In so many of the artistic depictions of the Holy Face of Jesus, both his love and our need are laid bare. (If you were to Google now, you will find plenty of them. I’m partial to El Greco, but I always am.) There’s something about artistic renditions of his face that always seem to capture the depths of love. 
The human imagination captures something both of the truth of God and our longing for him. And as beautiful as so many of them are, they only begin to tell the story. They flow from the love of Jesus on the cross, a love that most of us have not even begun to fully truly appreciate. 
There’s no requirement to believe the Shroud of Turin or the Veil of Manoppello are, in fact, evidence of the Lord’s death and resurrection. But they do seem yet more windows into his love for us, not just in the images themselves but in the possible physical evidence for the skeptical and notes of love for the faithful they so many pilgrims believe them to be. 
As German journalist Paul Badde has laid out, the two of them, when brought together, show the exact same face — one a man who has died, and one of the same man with his eyes opened — and healed.

photo by Alan Holdren

Badde has literally written the book on the Holy Face, which is preserved at a shrine in the mountain village of Manoppello, Italy. Ask him to talk about the face of Christ, and he will immediately be making plans to show you things. 
If you can’t plan a day trip to Manoppello with the Holy Face, he will show you a replica in his apartment, and likely hand you a card with its image before you part ways. 
He says it was the Blessed Mother under the title of Our Lady of Guadalupe who first brought the Holy Face of Jesus to his attention — because she always brings you to her Son. He’s since written of the Veil of Manoppello as an adventurous investigation. 
He’s convinced this is the face of Jesus and that it is about the most important relic there is because of the deeper knowledge it draws us into, the reality of Jesus in our lives and in our world. God “didn’t become a book, he became a person. God became a person. Man.” 
Badde is not the only evangelist for Manoppello.
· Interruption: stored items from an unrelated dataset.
//! Error types for scheduling round operations.
//!
//! Every mutator validates before it commits any arithmetic, so a
//! returned error means the round's counters are exactly as they were
//! before the call.

use thiserror::Error;

#[derive(Debug, Error)]
pub enum RoundError {
    #[error("a queue round already exists for queue {0}")]
    DuplicateQueue(String),

    #[error("no queue round for queue {queue} (job {job_id})")]
    UnknownQueue { queue: String, job_id: String },

    #[error("job {job_id} already marked {state}")]
    DuplicateJobDecision {
        job_id: String,
        state: &'static str,
    },

    #[error("cannot evict job {job_id}: already marked {state}")]
    InvalidEviction {
        job_id: String,
        state: &'static str,
    },

    #[error("job {0} is marked successful but carries no pod requirements")]
    MissingPodRequirements(String),
}
//! Round Summaries
//!
//! Read-only rendering of a round and its queues at variable verbosity.
//! Verbosity drops by two per nesting level, so a round printed at 2
//! renders its queues at 0 and anything deeper collapses to totals.

use std::collections::HashMap;
use std::fmt;
use std::fmt::Write as _;

use crate::decision::{JobDecision, PodDecision};
use crate::queue::QueueRound;
use crate::round::Round;

const MAX_JOB_IDS_TO_PRINT: usize = 1;

fn indented(text: &str, prefix: &str) -> String {
    let mut out = String::new();
    for line in text.lines() {
        if line.is_empty() {
            out.push('\n');
        } else {
            let _ = writeln!(out, "{prefix}{line}");
        }
    }
    out
}

fn sample_of_ids<'a>(ids: impl Iterator<Item = &'a String>) -> (Vec<&'a String>, usize) {
    let mut ids: Vec<&String> = ids.collect();
    ids.sort();
    let total = ids.len();
    ids.truncate(MAX_JOB_IDS_TO_PRINT);
    (ids, total)
}

fn write_job_id_sample(out: &mut String, label: &str, ids: Vec<&String>, total: usize) {
    if total == 0 {
        return;
    }
    let shown = ids
        .iter()
        .map(|id| id.as_str())
        .collect::<Vec<_>>()
        .join(", ");
    if total > ids.len() {
        let _ = writeln!(
            out,
            "{label}: [{shown}] (and {} others not shown)",
            total - ids.len()
        );
    } else {
        let _ = writeln!(out, "{label}: [{shown}]");
    }
}

impl Round {
    /// Renders the round summary. At `verbosity <= 0` the per-queue
    /// sections collapse to queue name lists; higher verbosity nests
    /// full queue blocks, each rendered at `verbosity - 2`.
    pub fn report(&self, verbosity: i32) -> String {
        let mut out = String::new();
        let _ = writeln!(out, "Started: {}", self.started);
        match self.finished {
            Some(finished) => {
                let _ = writeln!(out, "Finished: {}", finished);
                let _ = writeln!(out, "Duration: {}", finished - self.started);
            }
            None => {
                let _ = writeln!(out, "Finished: -");
                let _ = writeln!(out, "Duration: -");
            }
        }
        let _ = writeln!(out, "Termination reason: {}", self.termination_reason);
        let _ = writeln!(out, "Total capacity: {}", self.total_resources);
        let _ = writeln!(out, "Scheduled resources: {}", self.scheduled_resources);
        let _ = writeln!(out, "Preempted resources: {}", self.evicted_resources);
        let _ = writeln!(out, "Number of gangs scheduled: {}", self.num_scheduled_gangs);
        let _ = writeln!(out, "Number of jobs scheduled: {}", self.num_scheduled_jobs);
        let _ = writeln!(out, "Number of jobs preempted: {}", self.num_evicted_jobs);

        let mut scheduled: Vec<(&String, &QueueRound)> = self
            .queue_rounds
            .iter()
            .filter(|(_, queue_round)| !queue_round.successful.is_empty())
            .collect();
        scheduled.sort_by(|a, b| a.0.cmp(b.0));
        self.write_queue_section(&mut out, "Scheduled queues", scheduled, verbosity);

        let mut preempted: Vec<(&String, &QueueRound)> = self
            .queue_rounds
            .iter()
            .filter(|(_, queue_round)| !queue_round.evicted_jobs_by_id.is_empty())
            .collect();
        preempted.sort_by(|a, b| a.0.cmp(b.0));
        self.write_queue_section(&mut out, "Preempted queues", preempted, verbosity);

        out
    }

    fn write_queue_section(
        &self,
        out: &mut String,
        label: &str,
        queues: Vec<(&String, &QueueRound)>,
        verbosity: i32,
    ) {
        if verbosity <= 0 {
            let names = queues
                .iter()
                .map(|(queue, _)| queue.as_str())
                .collect::<Vec<_>>()
                .join(", ");
            let _ = writeln!(out, "{label}: [{names}]");
        } else {
            let _ = writeln!(out, "{label}:");
            for (queue, queue_round) in queues {
                let _ = writeln!(out, "  {queue}:");
                out.push_str(&indented(&queue_round.report(verbosity - 2), "    "));
            }
        }
    }
}

impl fmt::Display for Round {
    fn fmt(&self, f: &mut fmt::Formatter<'_>) -> fmt::Result {
        write!(f, "{}", self.report(0))
    }
}

impl QueueRound {
    /// Renders the queue's round summary. Resource flow totals always
    /// print; identity, allocation, counts and per-job detail need
    /// `verbosity >= 0`.
    pub fn report(&self, verbosity: i32) -> String {
        let mut out = String::new();
        if verbosity >= 0 {
            let _ = writeln!(out, "Created: {}", self.created);
            let _ = writeln!(out, "Queue: {}", self.queue);
        }
        let _ = writeln!(
            out,
            "Scheduled resources: {}",
            self.scheduled_resources_by_priority_class.aggregate()
        );
        let _ = writeln!(
            out,
            "Scheduled resources (by priority class): {}",
            self.scheduled_resources_by_priority_class
        );
        let _ = writeln!(
            out,
            "Preempted resources: {}",
            self.evicted_resources_by_priority_class.aggregate()
        );
        let _ = writeln!(
            out,
            "Preempted resources (by priority class): {}",
            self.evicted_resources_by_priority_class
        );
        if verbosity >= 0 {
            let _ = writeln!(out, "Allocated resources after scheduling: {}", self.allocated);
            let _ = writeln!(
                out,
                "Allocated resources after scheduling (by priority class): {}",
                self.allocated_by_priority_class
            );
            let _ = writeln!(out, "Number of jobs scheduled: {}", self.successful.len());
            let _ = writeln!(
                out,
                "Number of jobs preempted: {}",
                self.evicted_jobs_by_id.len()
            );
            let _ = writeln!(
                out,
                "Number of jobs that could not be scheduled: {}",
                self.unsuccessful.len()
            );
            let (ids, total) = sample_of_ids(self.successful.keys());
            write_job_id_sample(&mut out, "Scheduled jobs", ids, total);
            let (ids, total) = sample_of_ids(self.evicted_jobs_by_id.iter());
            write_job_id_sample(&mut out, "Preempted jobs", ids, total);
            self.write_unschedulable_summary(&mut out);
        }
        out
    }

    /// Groups unsuccessful decisions by identical reason, most frequent
    /// first, with one representative job id per reason.
    fn write_unschedulable_summary(&self, out: &mut String) {
        if self.unsuccessful.is_empty() {
            return;
        }
        let mut by_reason: HashMap<&str, (usize, &str)> = HashMap::new();
        for decision in self.unsuccessful.values() {
            let entry = by_reason
                .entry(decision.unschedulable_reason.as_str())
                .or_insert((0, decision.job_id.as_str()));
            entry.0 += 1;
            if decision.job_id.as_str() < entry.1 {
                entry.1 = decision.job_id.as_str();
            }
        }
        let mut groups: Vec<(&str, usize, &str)> = by_reason
            .into_iter()
            .map(|(reason, (count, example))| (reason, count, example))
            .collect();
        groups.sort_by(|a, b| b.1.cmp(&a.1).then(a.0.cmp(b.0)));
        let _ = writeln!(out, "Unschedulable jobs:");
        for (reason, count, example) in groups {
            let _ = writeln!(out, "  {count}: {reason} (e.g., {example})");
        }
    }
}

impl fmt::Display for QueueRound {
    fn fmt(&self, f: &mut fmt::Formatter<'_>) -> fmt::Result {
        write!(f, "{}", self.report(0))
    }
}

impl fmt::Display for JobDecision {
    fn fmt(&self, f: &mut fmt::Formatter<'_>) -> fmt::Result {
        writeln!(f, "Time: {}", self.created)?;
        writeln!(f, "Job ID: {}", self.job_id)?;
        if self.unschedulable_reason.is_empty() {
            writeln!(f, "Unschedulable reason: none")?;
        } else {
            writeln!(f, "Unschedulable reason: {}", self.unschedulable_reason)?;
        }
        if let Some(pod_decision) = &self.pod_decision {
            write!(f, "{pod_decision}")?;
        }
        Ok(())
    }
}

impl fmt::Display for PodDecision {
    fn fmt(&self, f: &mut fmt::Formatter<'_>) -> fmt::Result {
        match &self.node_id {
            Some(node_id) => writeln!(f, "Node: {node_id}")?,
            None => writeln!(f, "Node: none")?,
        }
        writeln!(f, "Number of nodes in cluster: {}", self.num_nodes)?;
        if self.num_excluded_nodes_by_reason.is_empty() {
            writeln!(f, "Excluded nodes: none")?;
        } else {
            writeln!(f, "Excluded nodes:")?;
            let mut reasons: Vec<(&String, &usize)> =
                self.num_excluded_nodes_by_reason.iter().collect();
            reasons.sort_by(|a, b| b.1.cmp(a.1).then(a.0.cmp(b.0)));
            for (reason, count) in reasons {
                writeln!(f, "  {count}: {reason}")?;
            }
        }
        Ok(())
    }
}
In 2006, Pope Benedict XVI took a pilgrimage to the shrine where it resides in the Abruzzo mountains. 
He said at the time: “As the Psalms say, we are all ‘seeking the Face of the Lord.’ And this is also the meaning of my visit. Let us seek together to know the face of the Lord ever better, and in the face of the Lord let us find this impetus of love and peace, which also reveals to us the path of our life.”
The “Volto Santo” (“Holy Face”) has very much become a ministry for Badde. He believes it is critical in this age of disbelief to stop and look and consider the implications of a God who would live and die and be resurrected for love of us and to redeem us for our sins for eternity. 
He fears that so many — even at high levels in the Church — don’t actually believe in the Resurrection. The Holy Face can change this, he believes. And he’s not only talking about people in the pews, but theologians and bishops, too. 
Maybe that explains how scandals can happen — the weakness of belief, the rise of unbelief and outright hostility to real religious faith, even where it would be expected to be most solid. They think resurrection is “good preaching or … a living community. 
“No, resurrection is real. Jesus was dead and he resurrected from the dead. He’s alive. From the dead to alive. … That’s so important. It’s so important against all the heresies about it, because all the heresies … at the foundation … are about not believing in the Resurrection anymore.”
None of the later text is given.